Le di un codazo a Herbert y le dije: «Apártate. ¡Me voy a casa!».
«Tu casa no está aquí. Estás viviendo aquí temporalmente», respondió Herbert, agarrándome de la muñeca y negándose a soltarme.
«Tú…».
«Parece que Bella no está participando en esto de buena gana. Bella, ¿te ha acosado? No tengas miedo. Si te está molestando, ¡llamaré a la policía ahora mismo y haré que se ocupen de él! —dijo Joey, sacando su teléfono y marcando.
Al ver que Joey hablaba en serio, entré inmediatamente en pánico. Desde luego que no quería que arrestaran a Herbert.
—¡No, no! —agité rápidamente las manos para detenerla.
—¿No es acoso? Entonces, ¿lo hiciste por voluntad propia? —Joey hizo una pausa, mirándome, claramente esperando mi respuesta.
Herbert levantó el pulgar a Joey.
—Joey, te debo una comida por esto.
Joey levantó una ceja, pero claramente no le impresionó.
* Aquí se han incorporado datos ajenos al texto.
use tracing_subscriber::{layer::SubscriberExt, util::SubscriberInitExt};

#[derive(Debug, Clone)]
pub struct LoggingConfig {
    pub loki_enabled: bool,
    pub loki_url: Option<String>,
    pub service_name: String,
    pub environment: String,
    pub log_level: String,
}

impl LoggingConfig {
    pub fn from_env() -> Self {
        Self {
            loki_enabled: std::env::var("LOKI_ENABLED")
                .unwrap_or_else(|_| "false".to_string())
                .parse()
                .unwrap_or(false),
            loki_url: std::env::var("LOKI_URL").ok(),
            service_name: std::env::var("SERVICE_NAME")
                .unwrap_or_else(|_| "ledgerline".to_string()),
            environment: std::env::var("ENVIRONMENT")
                .unwrap_or_else(|_| "development".to_string()),
            log_level: std::env::var("RUST_LOG")
                .unwrap_or_else(|_| "info".to_string()),
        }
    }

    pub fn validate(&self) -> Result<(), String> {
        if self.loki_enabled && self.loki_url.is_none() {
            return Err("LOKI_ENABLED is true but LOKI_URL is not set".to_string());
        }
        Ok(())
    }
}

pub fn init_logging(config: LoggingConfig) -> Result<(), Box<dyn std::error::Error>> {
    config.validate()?;

    #[cfg(feature = "loki")]
    {
        if config.loki_enabled {
            if let Some(loki_url) = config.loki_url.clone() {
                tracing::info!("📊 Initializing logging with Loki at {}", loki_url);
                return init_with_loki(config, &loki_url);
            }
        }
    }

    // Fallback to console-only logging
    tracing::info!("📊 Initializing console-only logging");
    init_console_only(config)
}

fn init_console_only(config: LoggingConfig) -> Result<(), Box<dyn std::error::Error>> {
    tracing_subscriber::registry()
        .with(tracing_subscriber::EnvFilter::new(&config.log_level))
        .with(tracing_subscriber::fmt::layer())
        .init();

    Ok(())
}

#[cfg(feature = "loki")]
fn init_with_loki(config: LoggingConfig, loki_url: &str) -> Result<(), Box<dyn std::error::Error>> {
    use std::collections::HashMap;

    let url = url::Url::parse(loki_url)?;

    let mut labels = HashMap::new();
    labels.insert("service".to_string(), config.service_name.clone());
    labels.insert("environment".to_string(), config.environment.clone());

    let (loki_layer, task) = tracing_loki::builder()
        .label("service", &config.service_name)?
        .label("environment", &config.environment)?
        .build_url(url)?;

    // Spawn the background task that sends logs to Loki
    tokio::spawn(task);

    tracing_subscriber::registry()
        .with(tracing_subscriber::EnvFilter::new(&config.log_level))
        .with(tracing_subscriber::fmt::layer())
        .with(loki_layer)
        .init();

    tracing::info!("✅ Loki logging initialized successfully");

    Ok(())
}
use sqlx::PgPool;
use uuid::Uuid;

use crate::models::{Category, CreateCategory};

const COLUMNS: &str = "category_id, user_id, name, category_type, parent_category_id, \
    inherit_parent_rules, rule_inheritance_mode, rules, icon, color, created_at, updated_at";

pub async fn fetch_all(pool: &PgPool, user_id: Uuid) -> Result<Vec<Category>, sqlx::Error> {
    sqlx::query_as::<_, Category>(&format!(
        "SELECT {COLUMNS} FROM categories WHERE user_id = $1 ORDER BY name ASC"
    ))
    .bind(user_id)
    .fetch_all(pool)
    .await
}

pub async fn fetch_one(
    pool: &PgPool,
    user_id: Uuid,
    category_id: Uuid,
) -> Result<Option<Category>, sqlx::Error> {
    sqlx::query_as::<_, Category>(&format!(
        "SELECT {COLUMNS} FROM categories WHERE user_id = $1 AND category_id = $2"
    ))
    .bind(user_id)
    .bind(category_id)
    .fetch_optional(pool)
    .await
}

pub async fn create(pool: &PgPool, user_id: Uuid, input: CreateCategory) -> Result<Category, sqlx::Error> {
    let category = Category::new(user_id, input);
    sqlx::query_as::<_, Category>(&format!(
        "INSERT INTO categories ({COLUMNS})
         VALUES ($1, $2, $3, $4, $5, $6, $7, $8, $9, $10, $11, $12)
         RETURNING {COLUMNS}"
    ))
    .bind(category.category_id)
    .bind(category.user_id)
    .bind(category.name)
    .bind(category.category_type)
    .bind(category.parent_category_id)
    .bind(category.inherit_parent_rules)
    .bind(category.rule_inheritance_mode)
    .bind(category.rules)
    .bind(category.icon)
    .bind(category.color)
    .bind(category.created_at)
    .bind(category.updated_at)
    .fetch_one(pool)
    .await
}

pub async fn delete(pool: &PgPool, user_id: Uuid, category_id: Uuid) -> Result<u64, sqlx::Error> {
    let result = sqlx::query("DELETE FROM categories WHERE user_id = $1 AND category_id = $2")
        .bind(user_id)
        .bind(category_id)
        .execute(pool)
        .await?;
    Ok(result.rows_affected())
}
—Entonces será mejor que sea una gran comida —bromeó.
Fue entonces cuando me di cuenta de que me habían engañado. Molesta, golpeé el suelo con el pie y dije: —Joey, ¿quién demonios es tu amiga?
—Por una buena comida, a veces puedo traicionar a mi amigo —sonrió Joey, mirando a Herbert.
—Te estabas quedando en mi casa temporalmente, pero ahora que tienes una casa, ¿puedes mudarte? Estoy agotada. Tengo que trabajar mañana, así que me voy a la cama. Vosotros dos podéis continuar.
Dicho esto, echó la cabeza hacia atrás y cerró la puerta de golpe.
«Joey, ¿de verdad te has dejado comprar con una comida? ¡Abre la puerta!». Llamé a la puerta, pero Joey no respondió.
Herbert sonrió y luego me acercó a él.
«No la molestemos. Vámonos».
«No voy con vosotros», dije con firmeza. Aunque no quería que la policía se lo llevara, no podía aceptar su comportamiento autoritario.
Antes de que pudiera protestar más, Herbert se agachó y me cogió en sus brazos sin esfuerzo.